Os versos ousados e a atitude de uma mulher vinda da favela cantando sobre o prazer feminino surpreenderam o Brasil quando foi ouvida pela primeira vez. Foram por esses mesmos motivos que a carreira de Deize Tigrona se consagrou. O início dos anos 2000 foi marcado pelo fenômeno do funk nacional e periférico, que ultrapassou as barreiras geográficas e de nicho e fez sucesso no Brasil e no mundo. Nesta esteira, a cantora surgiu pioneira na representação feminina do estilo. Após uma pausa na carreira e 10 anos sem lançar um disco de estúdio, Deize retorna às paradas com Foi Eu Que Fiz, na mistura entre o pancadão tradicional e sonoridades mais contemporâneas. 

Vinda da Cidade de Deus, no Rio de Janeiro, Deize diz ter “cismado” em ser artista quando jovem, com o sonho de gravar um CD. De origem humilde, alternava o trabalho braçal com a arte, escrevendo suas rimas, cantando em bailes, indo às rádios e disseminando seu som pela comunidade. Numa época em que Claudinho e Buchecha, Cidinho e Doca, MC Marcinho e Cacau, e o Bonde do Tigrão despontavam, a funkeira inovava pelo protagonismo feminino e pelas faixas cantadas com potência, de alta voltagem erótica. 

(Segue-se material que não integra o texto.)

//! Ethereum ABI encoding decoding library.
//!
//! Parses canonical type strings such as `(uint256,bytes,int32[2][],string)`
//! into descriptor trees, validates values against them, and encodes and
//! decodes the 32-byte-unit head/tail wire format, including the
//! non-standard packed variant.
//!
//! The library never hashes: `Function` takes the Keccak-256 digest
//! function from the caller and only deals in the resulting selector.

#![warn(missing_docs)]

extern crate serde;
extern crate ethcodec_integers as integers;

#[cfg(test)]
extern crate serde_json;
#[cfg(test)]
extern crate rustc_serialize;
#[cfg(test)]
extern crate tiny_keccak;

pub mod param_type;
pub mod token;
mod decoder;
mod encoder;
mod error;
mod function;
mod packed;
mod tuple;
mod util;

pub use param_type::{ParamType, Reader, Writer, MAX_TYPE_STRING_LEN};
pub use token::Token;
pub use error::Error;
pub use encoder::Encoder;
pub use decoder::{Decoder, Mode};
pub use packed::{PackedEncoder, PackedDecoder};
pub use function::{Function, SELECTOR_LEN};
pub use tuple::TupleType;

/// ABI address.
pub type Address = [u8; 20];

/// A single 32-byte encoding unit, big-endian.
pub type Word = [u8; 32];
//! ABI encoder.

use {ParamType, Token, Word, Error};
use util::{pad_usize, fits_signed, fits_unsigned};
use integers::round_up;

fn pad_fixed_bytes(bytes: &[u8]) -> Vec<Word> {
	let mut result = vec![];
	let len = (bytes.len() + 31) / 32;
	for i in 0..len {
		let mut padded = [0u8; 32];

		let to_copy = match i == len - 1 {
			false => 32,
			true => match bytes.len() % 32 {
				0 => 32,
				x => x,
			},
		};

		let offset = 32 * i;
		padded[..to_copy].copy_from_slice(&bytes[offset..offset + to_copy]);
		result.push(padded);
	}

	result
}

fn pad_bytes(bytes: &[u8]) -> Vec<Word> {
	let mut result = vec![pad_usize(bytes.len())];
	result.extend(pad_fixed_bytes(bytes));
	result
}

/// Intermediate form of one value: enough to lay out heads and tails and
/// to compute every offset before any byte is written.
#[derive(Debug)]
enum Mediate {
	/// Static words, inlined in the head.
	Raw(Vec<Word>),
	/// Length-prefixed words (bytes, string); offset slot in the head.
	Prefixed(Vec<Word>),
	/// Fully static composite, inlined in the head.
	Fixed(Vec<Mediate>),
	/// Dynamic tuple or fixed array of dynamic elements; offset slot in
	/// the head, head/tail region in the tail, no length prefix.
	Dynamic(Vec<Mediate>),
	/// Dynamic-length array; offset slot in the head, length prefix and
	/// head/tail region in the tail.
	Array(Vec<Mediate>),
}

impl Mediate {
	fn head_len(&self) -> usize {
		match *self {
			Mediate::Raw(ref raw) => 32 * raw.len(),
			Mediate::Fixed(ref mediates) => mediates.iter().map(Mediate::head_len).sum(),
			Mediate::Prefixed(_) | Mediate::Dynamic(_) | Mediate::Array(_) => 32,
		}
	}

	fn tail_len(&self) -> usize {
		match *self {
			// a static composite holds no dynamic children
			Mediate::Raw(_) | Mediate::Fixed(_) => 0,
			Mediate::Prefixed(ref pre) => 32 * pre.len(),
			Mediate::Dynamic(ref mediates) => {
				mediates.iter().map(|m| m.head_len() + m.tail_len()).sum()
			},
			Mediate::Array(ref mediates) => {
				32 + mediates.iter().map(|m| m.head_len() + m.tail_len()).sum::<usize>()
			},
		}
	}

	/// Offset of the `position`-th tail, measured from the start of the
	/// region (excluding any length prefix).
	fn offset_for(mediates: &[Mediate], position: usize) -> usize {
		let heads: usize = mediates.iter().map(Mediate::head_len).sum();
		mediates[..position].iter().fold(heads, |acc, m| acc + m.tail_len())
	}

	fn head(&self, suffix_offset: usize, dest: &mut Vec<u8>) {
		match *self {
			Mediate::Raw(ref raw) => {
				for word in raw {
					dest.extend_from_slice(word);
				}
			},
			Mediate::Fixed(ref mediates) => {
				for (i, m) in mediates.iter().enumerate() {
					m.head(Mediate::offset_for(mediates, i), dest);
				}
			},
			Mediate::Prefixed(_) | Mediate::Dynamic(_) | Mediate::Array(_) => {
				dest.extend_from_slice(&pad_usize(suffix_offset));
			},
		}
	}

	fn tail(&self, dest: &mut Vec<u8>) {
		match *self {
			Mediate::Raw(_) | Mediate::Fixed(_) => {},
			Mediate::Prefixed(ref pre) => {
				for word in pre {
					dest.extend_from_slice(word);
				}
			},
			Mediate::Dynamic(ref mediates) => {
				Mediate::write_region(mediates, dest);
			},
			Mediate::Array(ref mediates) => {
				dest.extend_from_slice(&pad_usize(mediates.len()));
				Mediate::write_region(mediates, dest);
			},
		}
	}

	/// Writes all heads, then all tails, in declaration order.
	fn write_region(mediates: &[Mediate], dest: &mut Vec<u8>) {
		for (i, m) in mediates.iter().enumerate() {
			m.head(Mediate::offset_for(mediates, i), dest);
		}
		for m in mediates {
			m.tail(dest);
		}
	}
}

/// ABI encoder and value validator.
pub struct Encoder;

impl Encoder {
	/// Validates `tokens` against the tuple of `types` and returns the
	/// exact encoded byte length. Computed without allocation.
	pub fn validate(types: &[ParamType], tokens: &[Token]) -> Result<usize, Error> {
		if types.len() != tokens.len() {
			return Err(Error::Validation(format!(
				"tuple length mismatch: actual != expected: {} != {}",
				tokens.len(),
				types.len()
			)));
		}
		let mut total = 0;
		for (i, (param, token)) in types.iter().zip(tokens).enumerate() {
			let len = Self::validate_token(param, token)
				.map_err(|e| e.context(&format!("tuple index {}", i)))?;
			total += if param.is_dynamic() { 32 + len } else { len };
		}
		Ok(total)
	}

	/// Validates a single value and returns its encoded byte length,
	/// excluding any offset slot it may occupy in an enclosing head.
	pub fn validate_token(param: &ParamType, token: &Token) -> Result<usize, Error> {
		match (param, token) {
			(&ParamType::Address, &Token::Address(_)) => Ok(32),
			(&ParamType::Bool, &Token::Bool(_)) => Ok(32),
			(&ParamType::Int(bits), &Token::Int(ref word)) |
			(&ParamType::Fixed(bits, _), &Token::Int(ref word)) => {
				if !fits_signed(word, bits) {
					return Err(Error::Validation(format!("integer out of range for {}", param)));
				}
				Ok(32)
			},
			(&ParamType::Uint(bits), &Token::Uint(ref word)) |
			(&ParamType::Ufixed(bits, _), &Token::Uint(ref word)) => {
				if !fits_unsigned(word, bits) {
					return Err(Error::Validation(format!("integer out of range for {}", param)));
				}
				Ok(32)
			},
			(&ParamType::FixedBytes(len), &Token::FixedBytes(ref bytes)) => {
				if bytes.len() != len {
					return Err(Error::Validation(format!(
						"fixed bytes length mismatch: {} != {}",
						bytes.len(),
						len
					)));
				}
				Ok(round_up(len, 32))
			},
			(&ParamType::Bytes, &Token::Bytes(ref bytes)) => {
				Ok(32 + round_up(bytes.len(), 32))
			},
			// length is in bytes of the utf-8 form
			(&ParamType::String, &Token::String(ref s)) => {
				Ok(32 + round_up(s.len(), 32))
			},
			(&ParamType::FixedArray(ref param, len), &Token::FixedArray(ref tokens)) => {
				if tokens.len() != len {
					return Err(Error::Validation(format!(
						"array length mismatch: {} != {}",
						tokens.len(),
						len
					)));
				}
				Self::validate_elements(param, tokens)
			},
			(&ParamType::Array(ref param), &Token::Array(ref tokens)) => {
				Ok(32 + Self::validate_elements(param, tokens)?)
			},
			(&ParamType::Tuple(ref params), &Token::Tuple(ref tokens)) => {
				Self::validate(params, tokens)
			},
			(param, token) => Err(Error::Validation(format!(
				"type mismatch: {} expected, found {}",
				param,
				token.type_name()
			))),
		}
	}

	fn validate_elements(param: &ParamType, tokens: &[Token]) -> Result<usize, Error> {
		let dynamic = param.is_dynamic();
		let mut total = 0;
		for (i, token) in tokens.iter().enumerate() {
			let len = Self::validate_token(param, token)
				.map_err(|e| e.context(&format!("array index {}", i)))?;
			total += if dynamic { 32 + len } else { len };
		}
		Ok(total)
	}

	/// Encodes `tokens` as the ABI tuple described by `types`.
	///
	/// ```rust
	/// extern crate ethcodec_abi as abi;
	/// use abi::{Encoder, ParamType, Token};
	///
	/// fn main () {
	/// 	let encoded = Encoder::encode(
	/// 		&[ParamType::Address],
	/// 		&[Token::Address([0x11u8; 20])],
	/// 	).unwrap();
	/// 	assert_eq!(encoded.len(), 32);
	/// }
	/// ```
	pub fn encode(types: &[ParamType], tokens: &[Token]) -> Result<Vec<u8>, Error> {
		let len = Self::validate(types, tokens)?;
		let mut dest = Vec::with_capacity(len);
		let mediates = Self::mediates(types, tokens)?;
		Mediate::write_region(&mediates, &mut dest);
		Ok(dest)
	}

	/// Encodes `tokens` into a caller-supplied buffer at its current end.
	pub fn encode_into(types: &[ParamType], tokens: &[Token], dest: &mut Vec<u8>) -> Result<(), Error> {
		Self::validate(types, tokens)?;
		let mediates = Self::mediates(types, tokens)?;
		Mediate::write_region(&mediates, dest);
		Ok(())
	}

	/// Encodes one standalone value: a static value is its head words, a
	/// dynamic one is its tail (no offset slot is written).
	pub fn encode_token(param: &ParamType, token: &Token) -> Result<Vec<u8>, Error> {
		let len = Self::validate_token(param, token)?;
		let mut dest = Vec::with_capacity(len);
		let mediate = Self::mediate(param, token)?;
		match mediate {
			Mediate::Raw(_) | Mediate::Fixed(_) => mediate.head(0, &mut dest),
			ref dynamic => dynamic.tail(&mut dest),
		}
		Ok(dest)
	}

	fn mediates(types: &[ParamType], tokens: &[Token]) -> Result<Vec<Mediate>, Error> {
		types.iter()
			.zip(tokens)
			.map(|(param, token)| Self::mediate(param, token))
			.collect()
	}

	fn mediate(param: &ParamType, token: &Token) -> Result<Mediate, Error> {
		match (param, token) {
			(&ParamType::Address, &Token::Address(ref address)) => {
				let mut padded = [0u8; 32];
				padded[12..].copy_from_slice(address);
				Ok(Mediate::Raw(vec![padded]))
			},
			(&ParamType::Int(_), &Token::Int(ref word)) |
			(&ParamType::Fixed(_, _), &Token::Int(ref word)) |
			(&ParamType::Uint(_), &Token::Uint(ref word)) |
			(&ParamType::Ufixed(_, _), &Token::Uint(ref word)) => {
				Ok(Mediate::Raw(vec![*word]))
			},
			(&ParamType::Bool, &Token::Bool(b)) => {
				Ok(Mediate::Raw(vec![pad_usize(b as usize)]))
			},
			(&ParamType::FixedBytes(_), &Token::FixedBytes(ref bytes)) => {
				Ok(Mediate::Raw(pad_fixed_bytes(bytes)))
			},
			(&ParamType::Bytes, &Token::Bytes(ref bytes)) => {
				Ok(Mediate::Prefixed(pad_bytes(bytes)))
			},
			(&ParamType::String, &Token::String(ref s)) => {
				Ok(Mediate::Prefixed(pad_bytes(s.as_bytes())))
			},
			(&ParamType::FixedArray(ref param, _), &Token::FixedArray(ref tokens)) => {
				let mediates = tokens.iter()
					.map(|token| Self::mediate(param, token))
					.collect::<Result<Vec<Mediate>, Error>>()?;
				if param.is_dynamic() {
					Ok(Mediate::Dynamic(mediates))
				} else {
					Ok(Mediate::Fixed(mediates))
				}
			},
			(&ParamType::Array(ref param), &Token::Array(ref tokens)) => {
				let mediates = tokens.iter()
					.map(|token| Self::mediate(param, token))
					.collect::<Result<Vec<Mediate>, Error>>()?;
				Ok(Mediate::Array(mediates))
			},
			(&ParamType::Tuple(ref params), &Token::Tuple(ref tokens)) => {
				let mediates = Self::mediates(params, tokens)?;
				if param.is_dynamic() {
					Ok(Mediate::Dynamic(mediates))
				} else {
					Ok(Mediate::Fixed(mediates))
				}
			},
			(param, token) => Err(Error::Validation(format!(
				"type mismatch: {} expected, found {}",
				param,
				token.type_name()
			))),
		}
	}
}
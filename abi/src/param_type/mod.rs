//! Param types and their parsing.

mod param_type;
mod writer;
mod reader;
mod deserialize;

pub use self::param_type::ParamType;
pub use self::writer::Writer;
pub use self::reader::{Reader, MAX_TYPE_STRING_LEN};
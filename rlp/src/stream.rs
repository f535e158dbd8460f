// Copyright 2015-2017 Parity Technologies (UK) Ltd.
// This file is part of Parity.

// Parity is free software: you can redistribute it and/or modify
// it under the terms of the GNU General Public License as published by
// the Free Software Foundation, either version 3 of the License, or
// (at your option) any later version.

// Parity is distributed in the hope that it will be useful,
// but WITHOUT ANY WARRANTY; without even the implied warranty of
// MERCHANTABILITY or FITNESS FOR A PARTICULAR PURPOSE.  See the
// GNU General Public License for more details.

// You should have received a copy of the GNU General Public License
// along with Parity.  If not, see <http://www.gnu.org/licenses/>.

//! Appendable rlp encoder.
//!
//! A list header carries the byte length of its payload, which is only
//! known once every element has been written. The stream therefore keeps
//! a stack of open lists, writes elements straight into the output, and
//! splices each header in at the recorded position the moment its list
//! receives the declared number of items.

use elastic_array::ElasticArray1024;
use integers;
use traits::Encodable;

/// A declared list whose header cannot be written yet.
#[derive(Debug, Copy, Clone)]
struct PendingList {
	/// Output position where the header will be spliced in on close.
	splice_at: usize,
	/// Items still owed before the list closes.
	remaining: usize,
}

/// Appendable rlp encoder.
pub struct RlpStream {
	output: ElasticArray1024<u8>,
	pending: Vec<PendingList>,
	// true while the item most recently appended was a list that closed,
	// and was therefore already counted against its parent
	list_just_closed: bool,
}

impl Default for RlpStream {
	fn default() -> Self {
		RlpStream::new()
	}
}

impl RlpStream {
	/// Initializes instance of empty `RlpStream`.
	pub fn new() -> Self {
		RlpStream {
			output: ElasticArray1024::new(),
			pending: Vec::new(),
			list_just_closed: false,
		}
	}

	/// Initializes the `RlpStream` as a list of `len` items.
	pub fn new_list(len: usize) -> Self {
		let mut stream = RlpStream::new();
		stream.begin_list(len);
		stream
	}

	/// Appends value to the end of stream, chainable.
	///
	/// ```rust
	/// extern crate ethcodec_rlp as rlp;
	/// use rlp::*;
	///
	/// fn main () {
	/// 	let mut stream = RlpStream::new_list(2);
	/// 	stream.append(&"cat").append(&"dog");
	/// 	let out = stream.out();
	/// 	assert_eq!(out, vec![0xc8, 0x83, b'c', b'a', b't', 0x83, b'd', b'o', b'g']);
	/// }
	/// ```
	pub fn append<'a, E>(&'a mut self, value: &E) -> &'a mut Self where E: Encodable {
		self.list_just_closed = false;
		value.rlp_append(self);
		if !self.list_just_closed {
			self.mark_appended(1);
		}
		self
	}

	/// Declares appending the list of given size, chainable.
	pub fn begin_list(&mut self, len: usize) -> &mut RlpStream {
		self.list_just_closed = false;
		if len == 0 {
			// an empty list is complete the moment it is declared
			self.output.push(0xc0u8);
			self.mark_appended(1);
			self.list_just_closed = true;
		} else {
			let splice_at = self.output.len();
			self.pending.push(PendingList { splice_at: splice_at, remaining: len });
		}
		self
	}

	/// Appends null to the end of stream, chainable.
	pub fn append_empty_data(&mut self) -> &mut RlpStream {
		self.output.push(0x80u8);
		self.mark_appended(1);
		self
	}

	/// Appends raw (pre-serialised) RLP data, counted as `item_count`
	/// items, chainable.
	pub fn append_raw<'a>(&'a mut self, bytes: &[u8], item_count: usize) -> &'a mut RlpStream {
		self.output.append_slice(bytes);
		self.mark_appended(item_count);
		self
	}

	/// Clear the output stream so far.
	pub fn clear(&mut self) {
		self.output.clear();
		self.pending.clear();
	}

	/// Returns true if stream doesn't expect any more items.
	pub fn is_finished(&self) -> bool {
		self.pending.is_empty()
	}

	/// Get raw encoded bytes.
	pub fn as_raw(&self) -> &[u8] {
		&self.output
	}

	/// Streams out encoded bytes.
	///
	/// panic! if stream is not finished.
	pub fn out(self) -> Vec<u8> {
		match self.is_finished() {
			true => self.output.to_vec(),
			false => panic!("stream is incomplete!"),
		}
	}

	/// Drain the object and return the underlying ElasticArray.
	///
	/// panic! if stream is not finished.
	pub fn drain(self) -> ElasticArray1024<u8> {
		match self.is_finished() {
			true => self.output,
			false => panic!("stream is incomplete!"),
		}
	}

	/// Appends a string header and payload. A single byte below 0x80 is
	/// its own encoding and gets no header.
	pub(crate) fn write_value(&mut self, payload: &[u8]) {
		if payload.len() == 1 && payload[0] < 0x80 {
			self.output.push(payload[0]);
			return;
		}
		if payload.len() <= 55 {
			self.output.push(0x80u8 + payload.len() as u8);
		} else {
			let mut header = [0u8; 9];
			let end = integers::put_long(payload.len() as u64, &mut header, 1);
			header[0] = 0xb7u8 + (end - 1) as u8;
			self.output.append_slice(&header[..end]);
		}
		self.output.append_slice(payload);
	}

	/// Counts freshly appended items against the innermost open list.
	/// Every list this completes gets its header spliced in, and itself
	/// counts as one item of the list above it, so closes can cascade.
	fn mark_appended(&mut self, appended: usize) {
		let mut owed = appended;
		let mut innermost = true;
		while owed > 0 {
			let completed = match self.pending.last_mut() {
				None => false,
				Some(list) => {
					if owed > list.remaining {
						panic!("appended more items than the list declared");
					}
					list.remaining -= owed;
					list.remaining == 0
				},
			};
			if innermost {
				self.list_just_closed = completed;
				innermost = false;
			}
			if !completed {
				break;
			}
			let list = self.pending.pop().expect("last_mut saw an entry; qed");
			let payload_len = self.output.len() - list.splice_at;
			self.splice_list_header(list.splice_at, payload_len);
			owed = 1;
		}
	}

	/// Inserts a list header at `at` for a payload of the given length.
	fn splice_list_header(&mut self, at: usize, payload_len: usize) {
		let mut header = [0u8; 9];
		let header_len = if payload_len <= 55 {
			header[0] = 0xc0u8 + payload_len as u8;
			1
		} else {
			let end = integers::put_long(payload_len as u64, &mut header, 1);
			header[0] = 0xf7u8 + (end - 1) as u8;
			end
		};
		self.output.insert_slice(at, &header[..header_len]);
	}
}
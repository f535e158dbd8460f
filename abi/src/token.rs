//! Ethereum ABI params.

use {ParamType, Word, Address};
use util;

/// Ethereum ABI params.
#[derive(Debug, Clone, PartialEq)]
pub enum Token {
	/// Address.
	///
	/// solidity name: address
	/// Encoded to left padded [0u8; 32].
	Address(Address),
	/// Vector of bytes with known size.
	///
	/// solidity name eg.: bytes8, bytes32
	/// Encoded right padded to 32 bytes.
	FixedBytes(Vec<u8>),
	/// Vector of bytes of unknown size.
	///
	/// solidity name: bytes
	/// Encoded as a length prefix followed by right padded bytes.
	Bytes(Vec<u8>),
	/// Signed integer as a big-endian two's-complement word.
	///
	/// solidity name: int, fixed
	Int(Word),
	/// Unsigned integer as a big-endian word.
	///
	/// solidity name: uint, ufixed
	Uint(Word),
	/// Boolean value.
	///
	/// solidity name: bool
	/// Encoded as left padded [0u8; 32], where last bit represents boolean value.
	Bool(bool),
	/// String.
	///
	/// solidity name: string
	/// Encoded in the same way as bytes. Must be utf8 compliant.
	String(String),
	/// Array with known size.
	///
	/// solidity name eg.: int[3], bool[3], address[][8]
	FixedArray(Vec<Token>),
	/// Array of params with unknown size.
	///
	/// solidity name eg. int[], bool[], address[5][]
	Array(Vec<Token>),
	/// Tuple of params of fixed arity.
	///
	/// solidity name eg. (int,bool,bytes)
	Tuple(Vec<Token>),
}

impl Token {
	/// Returns true if the token's runtime shape can satisfy the given type.
	pub fn type_check(&self, param: &ParamType) -> bool {
		match (self, param) {
			(&Token::Address(_), &ParamType::Address) => true,
			(&Token::Bytes(_), &ParamType::Bytes) => true,
			(&Token::FixedBytes(ref bytes), &ParamType::FixedBytes(len)) => bytes.len() == len,
			(&Token::Int(_), &ParamType::Int(_)) |
			(&Token::Int(_), &ParamType::Fixed(_, _)) => true,
			(&Token::Uint(_), &ParamType::Uint(_)) |
			(&Token::Uint(_), &ParamType::Ufixed(_, _)) => true,
			(&Token::Bool(_), &ParamType::Bool) => true,
			(&Token::String(_), &ParamType::String) => true,
			(&Token::FixedArray(ref tokens), &ParamType::FixedArray(ref param, len)) => {
				tokens.len() == len && tokens.iter().all(|t| t.type_check(param))
			},
			(&Token::Array(ref tokens), &ParamType::Array(ref param)) => {
				tokens.iter().all(|t| t.type_check(param))
			},
			(&Token::Tuple(ref tokens), &ParamType::Tuple(ref params)) => {
				tokens.len() == params.len()
					&& tokens.iter().zip(params).all(|(t, p)| t.type_check(p))
			},
			_ => false,
		}
	}

	/// Short name of the token's runtime shape, for error messages.
	pub fn type_name(&self) -> &'static str {
		match *self {
			Token::Address(_) => "address",
			Token::FixedBytes(_) => "fixed bytes",
			Token::Bytes(_) => "bytes",
			Token::Int(_) => "int",
			Token::Uint(_) => "uint",
			Token::Bool(_) => "bool",
			Token::String(_) => "string",
			Token::FixedArray(_) => "fixed array",
			Token::Array(_) => "array",
			Token::Tuple(_) => "tuple",
		}
	}

	/// An unsigned integer token holding `value`.
	pub fn uint(value: u64) -> Token {
		Token::Uint(util::uint_word(value))
	}

	/// A signed integer token holding `value`.
	pub fn int(value: i64) -> Token {
		Token::Int(util::int_word(value))
	}
}
//! Canonical type-string rendering.

use ParamType;

/// Renders a param type into its canonical string form.
pub struct Writer;

impl Writer {
	/// Returns the canonical type string: no spaces, default widths
	/// expanded, tuples parenthesized.
	pub fn write(param: &ParamType) -> String {
		match *param {
			ParamType::Address => "address".to_owned(),
			ParamType::Bytes => "bytes".to_owned(),
			ParamType::FixedBytes(len) => format!("bytes{}", len),
			ParamType::Int(len) => format!("int{}", len),
			ParamType::Uint(len) => format!("uint{}", len),
			ParamType::Bool => "bool".to_owned(),
			ParamType::String => "string".to_owned(),
			ParamType::Fixed(width, scale) => format!("fixed{}x{}", width, scale),
			ParamType::Ufixed(width, scale) => format!("ufixed{}x{}", width, scale),
			ParamType::Array(ref param) => format!("{}[]", Writer::write(param)),
			ParamType::FixedArray(ref param, len) => format!("{}[{}]", Writer::write(param), len),
			ParamType::Tuple(ref params) => {
				let elements = params.iter()
					.map(Writer::write)
					.collect::<Vec<String>>()
					.join(",");
				format!("({})", elements)
			},
		}
	}
}
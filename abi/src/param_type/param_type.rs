//! Function and event param types.

use std::fmt;
use param_type::Writer;

/// Function and event param types.
#[derive(Debug, Clone, PartialEq, Eq, Hash)]
pub enum ParamType {
	/// Address.
	Address,
	/// Bytes.
	Bytes,
	/// Signed integer, bit width 1..=256.
	Int(usize),
	/// Unsigned integer, bit width 1..=256.
	Uint(usize),
	/// Boolean.
	Bool,
	/// String.
	String,
	/// Array of unknown size.
	Array(Box<ParamType>),
	/// Vector of bytes with fixed size, 1..=32.
	FixedBytes(usize),
	/// Array with fixed size.
	FixedArray(Box<ParamType>, usize),
	/// Tuple of params.
	Tuple(Vec<ParamType>),
	/// Signed fixed-point decimal: bit width and scale.
	///
	/// The value on the wire is the scaled integer; the scale lives only
	/// here in the descriptor.
	Fixed(usize, usize),
	/// Unsigned fixed-point decimal: bit width and scale.
	Ufixed(usize, usize),
}

impl fmt::Display for ParamType {
	fn fmt(&self, f: &mut fmt::Formatter) -> fmt::Result {
		write!(f, "{}", Writer::write(self))
	}
}

impl ParamType {
	/// Returns whether the encoded form has a data-dependent length.
	///
	/// A composite is dynamic iff any descendant is dynamic or a
	/// dynamic-length array.
	pub fn is_dynamic(&self) -> bool {
		match *self {
			ParamType::Bytes | ParamType::String | ParamType::Array(_) => true,
			ParamType::FixedArray(ref param, _) => param.is_dynamic(),
			ParamType::Tuple(ref params) => params.iter().any(|param| param.is_dynamic()),
			_ => false,
		}
	}

	/// Small integer code identifying the variant.
	pub fn type_code(&self) -> u8 {
		match *self {
			ParamType::Bool => 0,
			ParamType::Int(_) => 1,
			ParamType::Uint(_) => 2,
			ParamType::Fixed(_, _) => 3,
			ParamType::Ufixed(_, _) => 4,
			ParamType::FixedBytes(_) => 5,
			ParamType::Bytes => 6,
			ParamType::String => 7,
			ParamType::Address => 8,
			ParamType::Array(_) => 9,
			ParamType::FixedArray(_, _) => 10,
			ParamType::Tuple(_) => 11,
		}
	}

	/// Exact encoded length, known from the type alone; `None` for
	/// dynamic types.
	///
	/// Descriptor trees are acyclic by construction, so the recursion is
	/// bounded by the parsed type string.
	pub fn static_byte_length(&self) -> Option<usize> {
		match *self {
			ParamType::Bytes | ParamType::String | ParamType::Array(_) => None,
			ParamType::FixedArray(ref param, len) => {
				param.static_byte_length().map(|elem| elem * len)
			},
			ParamType::Tuple(ref params) => {
				let mut total = 0;
				for param in params {
					match param.static_byte_length() {
						Some(len) => total += len,
						None => return None,
					}
				}
				Some(total)
			},
			_ => Some(32),
		}
	}

	/// Length of this type's slot in the head of an enclosing composite:
	/// the full static length, or 32 for an offset slot.
	pub fn head_length(&self) -> usize {
		match self.static_byte_length() {
			Some(len) => len,
			None => 32,
		}
	}
}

As referências musicais de Tigrona têm sua raiz no som preto e periférico, como o pagode, de nomes como Leci Brandão, Agepê, Cartola, Zeca Pagodinho, Beth Carvalho, Elson do Forrogode e o samba de partido alto em geral. O funk apareceu mais por influência do ambiente. A favela como berço da cultura popular brasileira tinha e tem os batidões como característica do cotidiano, seja nas casas, seja nos paredões dos bailes.

O som frenético, as batidas e letras ímpares elevaram Deize ao patamar de referência do ritmo, chamando atenção do exterior e a levando a colaborar com artistas como Diplo, M.I.A. e Buraka Som Sistema. Com potencial de engatar uma carreira internacional, a artista se viu acometida pelas questões pessoais, quando por conta de uma depressão, sua saúde mental pediu uma pausa. O disco Foi Eu Que Fiz, além de marcar a volta da cantora aos holofotes, resgata a fórmula que lhe deu sucesso. As novidades são as misturas com o trap, o rock e a música eletrônica, ainda assim, trazendo na veia o funk das antigas.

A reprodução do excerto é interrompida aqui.